Healthy Relationship Conflict

Part 2 of 11

“10 Ways to be Real in Spite of Conflict”

Realize that resolving relationship conflict is healthy and necessary for growth.

Let’s clarify that. The key word is “resolving conflict” where both parties feel heard, understood, and valued. Resolving relationship conflict does not mean power and control over another. If you’re continually giving in to keep the peace, or if you’re sacrificing your own principles and values, you may be in an unhealthy relationship.

So what’s an unhealthy relationship? I’m glad you asked. Think of healthy or unhealthy as any point on a continuum. Remember geometry class where you learned that a straight horizontal line goes on and on in either direction? That’s what I’m referring to.

In the healthy direction, both parties respect the otherness of the other. They value each other’s opinions. They have positive regard for each other. They are on the same team. They are partners. They are curious about each other’s differences. They hold their differences as opening up their own perspectives. Yeah! Does that sound real or not?

Here’s my definition of an unhealthy relationship.

On the continuum line, you’re heading in the direction of seeing each other as inconsiderate, domineering, selfish, demanding, and disrespectful.
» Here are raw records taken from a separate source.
//! Asynchronous job mode.
//!
//! A job reads the preference sheet, ingests the session file, schedules and
//! reports progress as one JSON line per stage. The work runs on a blocking
//! tokio task and streams [`JobEvent`]s back over a channel; the caller
//! writes each one as it arrives.

use std::io::Write;
use std::path::PathBuf;

use anyhow::{Context, Result};
use camp_core::{SchedulerConfig, Warning, schedule};
use serde::Serialize;
use tokio::sync::mpsc::{UnboundedSender, unbounded_channel};
use uuid::Uuid;

use super::render::{ExportPayload, export_payload};
use super::schedule::{load_sessions, load_sheet};
use crate::Config;

/// Pipeline stages, in the order they are reported.
#[derive(Debug, Clone, Copy, PartialEq, Eq, Serialize)]
#[serde(rename_all = "lowercase")]
pub enum Stage {
    /// Reading the preference sheet.
    Verifying,
    /// Ingesting the session file.
    Scraping,
    /// Running the scheduler.
    Optimising,
    /// No further stages; a result or error line follows.
    Done,
}

/// One line of job output.
#[derive(Debug, Clone, Serialize)]
#[serde(untagged)]
pub enum JobEvent {
    Stage {
        job: String,
        stage: Stage,
    },
    Result {
        job: String,
        result: ExportPayload,
        warnings: Vec<String>,
    },
    Error {
        job: String,
        error: String,
    },
}

/// What a job needs to run.
#[derive(Debug, Clone)]
pub struct JobRequest {
    pub sessions: PathBuf,
    pub want: PathBuf,
    pub scheduler: SchedulerConfig,
    pub hide_joint: bool,
}

impl JobRequest {
    pub fn new(sessions: PathBuf, want: PathBuf, config: &Config) -> Self {
        Self {
            sessions,
            want,
            scheduler: config.scheduler(),
            hide_joint: config.hide_joint_in_child_lists,
        }
    }
}

fn send(tx: &UnboundedSender<JobEvent>, event: JobEvent) {
    if tx.send(event).is_err() {
        tracing::debug!("job output closed, dropping event");
    }
}

fn pipeline(
    job: &str,
    request: &JobRequest,
    tx: &UnboundedSender<JobEvent>,
) -> Result<(ExportPayload, Vec<Warning>)> {
    let stage = |stage| {
        tracing::debug!(job, ?stage, "job stage");
        send(
            tx,
            JobEvent::Stage {
                job: job.to_string(),
                stage,
            },
        );
    };
    let mut warnings: Vec<Warning> = Vec::new();

    stage(Stage::Verifying);
    let sheet = load_sheet(&request.want, &mut warnings)?;

    stage(Stage::Scraping);
    let sessions = load_sessions(&request.sessions, &sheet, &mut warnings)?;

    stage(Stage::Optimising);
    let result = schedule(&sessions, &sheet, &request.scheduler).context("scheduling failed")?;

    Ok((export_payload(&result, request.hide_joint), warnings))
}

/// Runs every stage, always finishing with `done` and a result or error event.
fn execute(job: &str, request: &JobRequest, tx: &UnboundedSender<JobEvent>) -> Result<()> {
    let outcome = pipeline(job, request, tx);
    send(
        tx,
        JobEvent::Stage {
            job: job.to_string(),
            stage: Stage::Done,
        },
    );

    match outcome {
        Ok((result, warnings)) => {
            tracing::info!(job, warnings = warnings.len(), "job finished");
            send(
                tx,
                JobEvent::Result {
                    job: job.to_string(),
                    result,
                    warnings: warnings.iter().map(ToString::to_string).collect(),
                },
            );
            Ok(())
        }
        Err(e) => {
            send(
                tx,
                JobEvent::Error {
                    job: job.to_string(),
                    error: format!("{e:#}"),
                },
            );
            Err(e)
        }
    }
}

/// Runs a job on a blocking task, writing each event as a JSON line.
pub async fn run_job(request: JobRequest, writer: &mut impl Write) -> Result<()> {
    let job = Uuid::new_v4().to_string();
    tracing::info!(%job, sessions = %request.sessions.display(), "job started");

    let (tx, mut rx) = unbounded_channel();
    let task = tokio::task::spawn_blocking({
        let job = job.clone();
        move || execute(&job, &request, &tx)
    });

    while let Some(event) = rx.recv().await {
        writeln!(writer, "{}", serde_json::to_string(&event)?)?;
        writer.flush()?;
    }

    task.await.context("job task failed")?
}

/// Runs the job command on a fresh tokio runtime.
pub fn run(request: JobRequest, writer: &mut impl Write) -> Result<()> {
    let runtime = tokio::runtime::Runtime::new().context("failed to initialize tokio runtime")?;
    runtime.block_on(run_job(request, writer))
}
In extreme cases the relationship is considered poisonous. One partner may take all the blame while the other soaks up grandiose beliefs about himself/herself. If this is the case for your relationship, these next few blog posts may not work at all other than to align you with awareness that your relationship needs help beyond these ideas. Seek out a licensed professional counselor who specializes in relationships as soon as possible.

For those who are willing to grow together and change the partnership dance of conflict here’s a foundation for your thoughts that will make the other nine steps happen. Realize that your journey and growth as a human being depends on allowing your husband or wife influence you and broaden your perspective.

We all have blind spots in our personalities.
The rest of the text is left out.